*** Material shown ***
//! 积分账本引擎
//!
//! 负责积分的入账、兑换、过期以及等级查询，是唯一允许修改积分汇总与流水的组件。
//!
//! ## 兑换流程
//!
//! 1. 获取账户锁 -> 2. 获取奖品锁 -> 3. 校验奖品、余额、库存、兑换上限
//! 4. 扣减库存（预占） -> 5. 追加流水并更新汇总 -> 6. 失败时归还库存
//!
//! ## 并发控制策略
//!
//! - 账户锁：同一账户的入账、兑换、过期串行执行
//! - 奖品锁：同一奖品的库存检查与扣减串行执行
//! - 加锁顺序固定为先账户后奖品

use std::sync::Arc;

use chrono::{DateTime, Duration, Utc};
use tracing::{debug, error, info, instrument, warn};

use loyalty_shared::observability::metrics;

use crate::error::{LoyaltyError, Result};
use crate::lock::LockManager;
use crate::models::{
    PointsSummary, Reward, SummaryDelta, Tier, Transaction, TransactionType, open_lots,
};
use crate::repository::{LedgerStore, RewardCatalog};
use crate::service::dto::{AccountOverview, ExpireReport};
use crate::tier::{TierCalculator, TierProgress};

/// 账户概览中“即将过期”的窗口天数
pub const EXPIRING_SOON_DAYS: i64 = 30;

/// 引擎运行参数
#[derive(Debug, Clone)]
pub struct EngineConfig {
    /// 入账积分的有效期
    pub points_validity: Duration,
    /// 同一订单重复入账时返回首次记录
    pub dedupe_orders: bool,
}

impl Default for EngineConfig {
    fn default() -> Self {
        Self {
            points_validity: Duration::days(365),
            dedupe_orders: false,
        }
    }
}

/// 积分账本引擎
///
/// 存储与奖品目录通过 trait 注入，引擎本身不持有全局状态
pub struct LedgerEngine<S, C> {
    store: Arc<S>,
    catalog: Arc<C>,
    calculator: TierCalculator,
    locks: LockManager,
    config: EngineConfig,
}

impl<S, C> LedgerEngine<S, C>
where
    S: LedgerStore,
    C: RewardCatalog,
{
    pub fn new(
        store: Arc<S>,
        catalog: Arc<C>,
        calculator: TierCalculator,
        config: EngineConfig,
    ) -> Self {
        Self {
            store,
            catalog,
            calculator,
            locks: LockManager::new(),
            config,
        }
    }

    pub fn calculator(&self) -> &TierCalculator {
        &self.calculator
    }

    pub fn locks(&self) -> &LockManager {
        &self.locks
    }

    pub fn config(&self) -> &EngineConfig {
        &self.config
    }

    /// 消费返积分
    ///
    /// 按当前等级倍率计算：`floor(order_amount * multiplier)`。
    /// 开启 `dedupe_orders` 时，同一订单重复入账直接返回首次的流水。
    #[instrument(skip(self, description), fields(account_id = %account_id, order_id = %order_id))]
    pub async fn earn_points(
        &self,
        account_id: &str,
        order_id: &str,
        order_amount: f64,
        description: &str,
    ) -> Result<Transaction> {
        if !order_amount.is_finite() || order_amount < 0.0 {
            return Err(LoyaltyError::InvalidAmount(format!(
                "订单金额必须为非负有限数, 实际 {}",
                order_amount
            )));
        }

        let _account = self.locks.lock_account(account_id).await;

        if self.config.dedupe_orders {
            if let Some(existing) = self.store.find_earned_by_order(account_id, order_id).await? {
                info!(transaction_id = %existing.id, "订单已入账，返回已存在的流水");
                return Ok(existing);
            }
        }

        let summary = self.store.summary(account_id).await?;
        let tier = self.calculator.current_tier(summary.total);
        let multiplier = tier.multiplier;
        let points = tier.points_for(order_amount).ok_or_else(|| {
            LoyaltyError::InvalidAmount(format!("订单金额过大: {}", order_amount))
        })?;
        ensure_credit_fits(&summary, points)?;

        let now = Utc::now();
        let transaction = Transaction::earned(
            account_id,
            order_id,
            points,
            description,
            now,
            now + self.config.points_validity,
        );

        let summary = self
            .store
            .append_and_update_summary(account_id, transaction.clone(), SummaryDelta::credit(points))
            .await?;

        metrics::record_points_earned(TransactionType::Earned.as_str(), points.unsigned_abs());
        info!(
            transaction_id = %transaction.id,
            points = points,
            multiplier = multiplier,
            available = summary.available,
            "积分入账成功"
        );

        Ok(transaction)
    }

    /// 发放奖励积分（不乘等级倍率）
    #[instrument(skip(self, description), fields(account_id = %account_id))]
    pub async fn grant_bonus(
        &self,
        account_id: &str,
        points: i64,
        description: &str,
    ) -> Result<Transaction> {
        if points <= 0 {
            return Err(LoyaltyError::InvalidAmount(format!(
                "奖励积分必须大于 0, 实际 {}",
                points
            )));
        }

        let _account = self.locks.lock_account(account_id).await;

        let summary = self.store.summary(account_id).await?;
        ensure_credit_fits(&summary, points)?;

        let now = Utc::now();
        let transaction = Transaction::bonus(
            account_id,
            points,
            description,
            now,
            now + self.config.points_validity,
        );

        let summary = self
            .store
            .append_and_update_summary(account_id, transaction.clone(), SummaryDelta::credit(points))
            .await?;

        metrics::record_points_earned(TransactionType::Bonus.as_str(), points.unsigned_abs());
        info!(
            transaction_id = %transaction.id,
            points = points,
            available = summary.available,
            "奖励积分发放成功"
        );

        Ok(transaction)
    }

    /// 兑换奖品
    ///
    /// 整个检查与修改过程在账户锁和奖品锁内完成，
    /// 每种拒绝原因返回对应的错误类型
    #[instrument(skip(self), fields(account_id = %account_id, reward_id = %reward_id))]
    pub async fn redeem_reward(&self, account_id: &str, reward_id: &str) -> Result<Transaction> {
        let result = self.redeem_locked(account_id, reward_id).await;

        match &result {
            Ok(transaction) => {
                metrics::record_redemption("success", transaction.magnitude().unsigned_abs());
            }
            Err(e) => {
                metrics::record_redemption(e.error_code(), 0);
                if e.is_business_error() {
                    info!(error_code = e.error_code(), reason = %e, "兑换被拒绝");
                } else {
                    warn!(error = %e, "兑换失败");
                }
            }
        }

        result
    }

    async fn redeem_locked(&self, account_id: &str, reward_id: &str) -> Result<Transaction> {
        let _account = self.locks.lock_account(account_id).await;
        let _reward = self.locks.lock_reward(reward_id).await;

        let reward = self.validate_redemption(account_id, reward_id).await?;

        // 先预占库存，流水写入失败时归还
        if !self.catalog.decrement_stock(reward_id).await? {
            return Err(LoyaltyError::OutOfStock(reward_id.to_string()));
        }

        let transaction = Transaction::redeemed(account_id, &reward, Utc::now());
        let appended = self
            .store
            .append_and_update_summary(
                account_id,
                transaction.clone(),
                SummaryDelta::redeem(reward.points_required),
            )
            .await;

        match appended {
            Ok(summary) => {
                info!(
                    transaction_id = %transaction.id,
                    points = reward.points_required,
                    available = summary.available,
                    "奖品兑换成功"
                );
                Ok(transaction)
            }
            Err(e) => {
                if let Err(release_err) = self.catalog.release_stock(reward_id).await {
                    error!(
                        reward_id = %reward_id,
                        error = %release_err,
                        "库存回滚失败"
                    );
                }
                Err(e)
            }
        }
    }

    /// 按固定顺序校验兑换条件
    ///
    /// 不存在 -> 已下架 -> 积分不足 -> 无库存 -> 超出兑换上限
    async fn validate_redemption(&self, account_id: &str, reward_id: &str) -> Result<Reward> {
        let reward = self
            .catalog
            .get(reward_id)
            .await?
            .ok_or_else(|| LoyaltyError::RewardNotFound(reward_id.to_string()))?;

        if !reward.is_active {
            return Err(LoyaltyError::RewardInactive(reward_id.to_string()));
        }

        let summary = self.store.summary(account_id).await?;
        if !reward.is_affordable(summary.available) {
            return Err(LoyaltyError::InsufficientPoints {
                required: reward.points_required,
                available: summary.available,
            });
        }

        if !reward.has_stock() {
            return Err(LoyaltyError::OutOfStock(reward_id.to_string()));
        }

        if let Some(limit) = reward.max_redemptions {
            let redeemed = self.store.count_redemptions(account_id, reward_id).await?;
            if redeemed >= u64::from(limit) {
                return Err(LoyaltyError::RedemptionLimitReached {
                    reward_id: reward_id.to_string(),
                    limit,
                });
            }
        }

        Ok(reward)
    }

    /// 按当前时间执行过期
    pub async fn expire_points(&self) -> Result<ExpireReport> {
        self.expire_points_at(Utc::now()).await
    }

    /// 清零所有 `expires_at <= now` 且仍有剩余的积分批次
    #[instrument(skip(self))]
    pub async fn expire_points_at(&self, now: DateTime<Utc>) -> Result<ExpireReport> {
        let mut report = ExpireReport::default();

        for account_id in self.store.accounts().await? {
            let _account = self.locks.lock_account(&account_id).await;
            report.accounts_scanned += 1;

            let transactions = self.store.transactions(&account_id).await?;
            for lot in open_lots(&transactions) {
                if !lot.is_expired_at(now) {
                    continue;
                }

                let transaction = Transaction::expired(&account_id, &lot, now);
                self.store
                    .append_and_update_summary(
                        &account_id,
                        transaction,
                        SummaryDelta::expire(lot.remaining),
                    )
                    .await?;

                debug!(
                    account_id = %account_id,
                    lot_id = %lot.transaction_id,
                    points = lot.remaining,
                    "积分批次已过期"
                );
                report.transactions_created += 1;
                report.points_expired += lot.remaining;
            }
        }

        if !report.is_empty() {
            metrics::record_points_expired(
                report.transactions_created as u64,
                report.points_expired.unsigned_abs(),
            );
            info!(
                accounts_scanned = report.accounts_scanned,
                transactions_created = report.transactions_created,
                points_expired = report.points_expired,
                "积分过期处理完成"
            );
        }

        Ok(report)
    }

    /// 当前可兑换的奖品快照，按所需积分、ID 排序
    #[instrument(skip(self), fields(account_id = %account_id))]
    pub async fn get_available_rewards(&self, account_id: &str) -> Result<Vec<Reward>> {
        let summary = self.store.summary(account_id).await?;

        let mut rewards = Vec::new();
        for reward in self.catalog.list().await? {
            if !(reward.is_redeemable() && reward.is_affordable(summary.available)) {
                continue;
            }
            // 已达到单账户兑换上限的奖品不再展示
            if let Some(limit) = reward.max_redemptions {
                let redeemed = self.store.count_redemptions(account_id, &reward.id).await?;
                if redeemed >= u64::from(limit) {
                    continue;
                }
            }
            rewards.push(reward);
        }

        rewards.sort_by(|a, b| {
            a.points_required
                .cmp(&b.points_required)
                .then_with(|| a.id.cmp(&b.id))
        });

        Ok(rewards)
    }

    pub async fn summary(&self, account_id: &str) -> Result<PointsSummary> {
        self.store.summary(account_id).await
    }

    pub async fn current_tier(&self, account_id: &str) -> Result<Tier> {
        let summary = self.store.summary(account_id).await?;
        Ok(self.calculator.current_tier(summary.total).clone())
    }

    pub async fn tier_progress(&self, account_id: &str) -> Result<TierProgress> {
        let summary = self.store.summary(account_id).await?;
        Ok(self.calculator.progress(summary.total))
    }

    /// 最近的流水（新的在前）
    pub async fn transactions(&self, account_id: &str, limit: usize) -> Result<Vec<Transaction>> {
        let mut transactions = self.store.transactions(account_id).await?;
        transactions.reverse();
        transactions.truncate(limit);
        Ok(transactions)
    }

    /// 未来 `within` 时间内将过期的积分
    pub async fn expiring_points(&self, account_id: &str, within: Duration) -> Result<i64> {
        self.expiring_points_at(account_id, Utc::now(), within).await
    }

    pub async fn expiring_points_at(
        &self,
        account_id: &str,
        now: DateTime<Utc>,
        within: Duration,
    ) -> Result<i64> {
        let transactions = self.store.transactions(account_id).await?;
        let deadline = now + within;
        Ok(open_lots(&transactions)
            .iter()
            .filter(|lot| lot.expires_between(now, deadline))
            .map(|lot| lot.remaining)
            .sum())
    }

    /// 账户概览
    pub async fn overview(&self, account_id: &str) -> Result<AccountOverview> {
        let summary = self.store.summary(account_id).await?;
        let expiring_soon = self
            .expiring_points(account_id, Duration::days(EXPIRING_SOON_DAYS))
            .await?;

        Ok(AccountOverview {
            account_id: account_id.to_string(),
            summary,
            tier: self.calculator.current_tier(summary.total).clone(),
            progress: self.calculator.progress(summary.total),
            expiring_soon,
        })
    }
}

/// 入账后 total 不能溢出 i64
fn ensure_credit_fits(summary: &PointsSummary, points: i64) -> Result<()> {
    summary.total.checked_add(points).map(|_| ()).ok_or_else(|| {
        LoyaltyError::InvalidAmount(format!(
            "入账 {} 积分将使累计积分溢出, 当前累计 {}",
            points, summary.total
        ))
    })
}
//! 测试工具模块
//!
//! 提供测试所需的唯一 ID 生成和日志初始化辅助函数，
//! 保证并行测试之间互不干扰。

use std::sync::Once;
use std::sync::atomic::{AtomicU64, Ordering};

use uuid::Uuid;

/// 生成唯一的测试账户 ID
pub fn test_account_id() -> String {
    format!("test-account-{}", Uuid::new_v4())
}

/// 生成唯一的测试订单 ID
///
/// 使用原子计数器确保同一进程内严格递增
pub fn test_order_id() -> String {
    static COUNTER: AtomicU64 = AtomicU64::new(1);
    format!("ORD-{:08}", COUNTER.fetch_add(1, Ordering::SeqCst))
}

/// 生成唯一的测试奖品 ID
pub fn test_reward_id() -> String {
    format!("test-reward-{}", Uuid::new_v4())
}

/// 初始化测试日志（多次调用安全）
///
/// 输出交给 libtest 捕获，失败用例可看到完整日志
pub fn init_test_tracing() {
    static INIT: Once = Once::new();
    INIT.call_once(|| {
        let _ = tracing_subscriber::fmt()
            .with_env_filter(
                tracing_subscriber::EnvFilter::try_from_default_env()
                    .unwrap_or_else(|_| tracing_subscriber::EnvFilter::new("warn")),
            )
            .with_test_writer()
            .try_init();
    });
}
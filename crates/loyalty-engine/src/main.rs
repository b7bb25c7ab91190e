//! 会员积分引擎服务
//!
//! 加载配置、初始化可观测性、灌入奖品目录，然后运行过期 Worker 直到收到 Ctrl-C。

use std::sync::Arc;

use loyalty_engine::{
    ExpireWorker, InMemoryLedgerEngine, InMemoryLedgerStore, InMemoryRewardCatalog, LoyaltyConfig,
    TierCalculator,
};
use loyalty_shared::{config::AppConfig, observability};
use tracing::{error, info};

const SERVICE_NAME: &str = "loyalty-engine";

#[tokio::main]
async fn main() -> anyhow::Result<()> {
    // 统一加载配置：config/default.toml -> config/{env}.toml -> config/{service}.toml -> 环境变量
    let config = AppConfig::load(SERVICE_NAME).unwrap_or_default();
    let obs_config = config
        .observability
        .clone()
        .with_service_name(&config.service_name);
    let _guard = observability::init(&obs_config)?;

    let loyalty = LoyaltyConfig::load(SERVICE_NAME)?;

    // 等级表或奖品配置非法时直接退出
    let calculator = TierCalculator::new(loyalty.tier_table())?;
    let catalog = InMemoryRewardCatalog::with_rewards(loyalty.catalog()?)?;
    let engine_config = loyalty.engine_config()?;

    info!(
        environment = %config.environment,
        tiers = calculator.tiers().len(),
        rewards = loyalty.rewards.len(),
        points_validity_days = loyalty.points_validity_days,
        dedupe_orders = engine_config.dedupe_orders,
        "Starting {}",
        SERVICE_NAME
    );

    let engine: Arc<InMemoryLedgerEngine> = Arc::new(InMemoryLedgerEngine::new(
        Arc::new(InMemoryLedgerStore::new()),
        Arc::new(catalog),
        calculator,
        engine_config,
    ));

    let worker = ExpireWorker::new(engine, loyalty.expire_worker.poll_interval());
    worker
        .run_until(async {
            if let Err(e) = tokio::signal::ctrl_c().await {
                error!(error = %e, "监听退出信号失败");
            }
            info!("收到退出信号，正在停止");
        })
        .await;

    Ok(())
}
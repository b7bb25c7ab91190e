//! 积分引擎错误类型
//!
//! 区分业务规则拒绝（调用方应展示给用户）与存储层故障（调用方可重试）

use thiserror::Error;

/// 积分引擎错误类型
#[derive(Debug, Error)]
pub enum LoyaltyError {
    // === 入账相关错误 ===
    #[error("无效的金额: {0}")]
    InvalidAmount(String),

    // === 兑换相关错误 ===
    #[error("奖品不存在: {0}")]
    RewardNotFound(String),

    #[error("奖品已下架: {0}")]
    RewardInactive(String),

    #[error("可用积分不足: 需要 {required}, 可用 {available}")]
    InsufficientPoints { required: i64, available: i64 },

    #[error("奖品库存不足: reward_id={0}")]
    OutOfStock(String),

    #[error("已达到兑换次数上限: reward_id={reward_id}, limit={limit}")]
    RedemptionLimitReached { reward_id: String, limit: u32 },

    // === 配置错误 ===
    #[error("配置错误: {0}")]
    Configuration(String),

    // === 系统错误 ===
    #[error("存储不可用: {0}")]
    StoreUnavailable(String),

    #[error("内部错误: {0}")]
    Internal(String),
}

/// 积分引擎 Result 类型别名
pub type Result<T> = std::result::Result<T, LoyaltyError>;

impl LoyaltyError {
    /// 检查是否为可重试的错误
    ///
    /// 只有存储层的瞬时故障值得重试，业务规则拒绝重试也不会改变结果
    pub fn is_retryable(&self) -> bool {
        matches!(self, Self::StoreUnavailable(_))
    }

    /// 检查是否为业务错误（非系统错误）
    pub fn is_business_error(&self) -> bool {
        !matches!(
            self,
            Self::Configuration(_) | Self::StoreUnavailable(_) | Self::Internal(_)
        )
    }

    /// 获取错误码（用于展示层映射提示文案）
    pub fn error_code(&self) -> &'static str {
        match self {
            Self::InvalidAmount(_) => "INVALID_AMOUNT",
            Self::RewardNotFound(_) => "REWARD_NOT_FOUND",
            Self::RewardInactive(_) => "REWARD_INACTIVE",
            Self::InsufficientPoints { .. } => "INSUFFICIENT_POINTS",
            Self::OutOfStock(_) => "OUT_OF_STOCK",
            Self::RedemptionLimitReached { .. } => "REDEMPTION_LIMIT_REACHED",
            Self::Configuration(_) => "CONFIGURATION_ERROR",
            Self::StoreUnavailable(_) => "STORE_UNAVAILABLE",
            Self::Internal(_) => "INTERNAL_ERROR",
        }
    }
}

#[cfg(test)]
mod tests {
    use super::*;

    #[test]
    fn test_error_is_retryable() {
        assert!(LoyaltyError::StoreUnavailable("connection reset".to_string()).is_retryable());
        assert!(!LoyaltyError::OutOfStock("r-1".to_string()).is_retryable());
        assert!(
            !LoyaltyError::InsufficientPoints {
                required: 30,
                available: 20
            }
            .is_retryable()
        );
    }

    #[test]
    fn test_error_is_business_error() {
        assert!(LoyaltyError::RewardNotFound("r-1".to_string()).is_business_error());
        assert!(LoyaltyError::RewardInactive("r-1".to_string()).is_business_error());
        assert!(LoyaltyError::InvalidAmount("-1".to_string()).is_business_error());
        assert!(!LoyaltyError::StoreUnavailable("down".to_string()).is_business_error());
        assert!(!LoyaltyError::Configuration("empty".to_string()).is_business_error());
    }

    #[test]
    fn test_error_code() {
        assert_eq!(
            LoyaltyError::OutOfStock("r-1".to_string()).error_code(),
            "OUT_OF_STOCK"
        );
        assert_eq!(
            LoyaltyError::InsufficientPoints {
                required: 25,
                available: 20
            }
            .error_code(),
            "INSUFFICIENT_POINTS"
        );
        assert_eq!(
            LoyaltyError::StoreUnavailable("x".to_string()).error_code(),
            "STORE_UNAVAILABLE"
        );
    }

    #[test]
    fn test_error_display() {
        let err = LoyaltyError::InsufficientPoints {
            required: 25,
            available: 20,
        };
        assert!(err.to_string().contains("25"));
        assert!(err.to_string().contains("20"));

        let err = LoyaltyError::RedemptionLimitReached {
            reward_id: "free-coffee".to_string(),
            limit: 2,
        };
        assert!(err.to_string().contains("free-coffee"));
    }
}
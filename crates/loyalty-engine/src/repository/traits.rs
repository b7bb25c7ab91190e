//! 仓储 Trait 定义
//!
//! 服务层只依赖这里的抽象，存储实现由调用方注入，测试中使用 mock

use async_trait::async_trait;

use crate::error::Result;
use crate::models::{PointsSummary, Reward, SummaryDelta, Transaction};

/// 积分账本仓储接口
///
/// `append_and_update_summary` 必须原子地追加流水并更新汇总：
/// 要么两者都生效，要么都不生效
#[cfg_attr(test, mockall::automock)]
#[async_trait]
pub trait LedgerStore: Send + Sync {
    /// 账户汇总，未知账户返回全零汇总
    async fn summary(&self, account_id: &str) -> Result<PointsSummary>;

    /// 账户全部流水，按追加顺序
    async fn transactions(&self, account_id: &str) -> Result<Vec<Transaction>>;

    /// 已有流水的账户列表
    async fn accounts(&self) -> Result<Vec<String>>;

    /// 按订单号查找入账流水
    async fn find_earned_by_order(
        &self,
        account_id: &str,
        order_id: &str,
    ) -> Result<Option<Transaction>>;

    /// 账户对某奖品的累计兑换次数
    async fn count_redemptions(&self, account_id: &str, reward_id: &str) -> Result<u64>;

    /// 原子追加流水并应用汇总变化量，返回更新后的汇总
    async fn append_and_update_summary(
        &self,
        account_id: &str,
        transaction: Transaction,
        delta: SummaryDelta,
    ) -> Result<PointsSummary>;
}

/// 奖品目录仓储接口
#[cfg_attr(test, mockall::automock)]
#[async_trait]
pub trait RewardCatalog: Send + Sync {
    async fn get(&self, reward_id: &str) -> Result<Option<Reward>>;

    async fn list(&self) -> Result<Vec<Reward>>;

    /// 扣减一件库存
    ///
    /// 库存为 0 时返回 false；无限库存直接返回 true；奖品不存在返回 `RewardNotFound`
    async fn decrement_stock(&self, reward_id: &str) -> Result<bool>;

    /// 归还一件库存（兑换失败时回滚）
    async fn release_stock(&self, reward_id: &str) -> Result<()>;
}
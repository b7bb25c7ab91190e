//! 锁模块
//!
//! 提供按账户、按奖品粒度的进程内互斥锁。
//!
//! ## 加锁顺序
//!
//! 兑换需要同时持有账户锁与奖品锁，统一先账户后奖品，避免死锁：
//!
//! ```ignore
//! let _account = locks.lock_account(account_id).await;
//! let _reward = locks.lock_reward(reward_id).await;
//! ```

mod lock_manager;

pub use lock_manager::{LockGuard, LockManager};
*** End of Material shown ***
[Instructions to follow]: Using the entries, return every line where the word "impl" can be found.

[Exercise response]:
impl Default for EngineConfig {
impl<S, C> LedgerEngine<S, C>
impl LoyaltyError {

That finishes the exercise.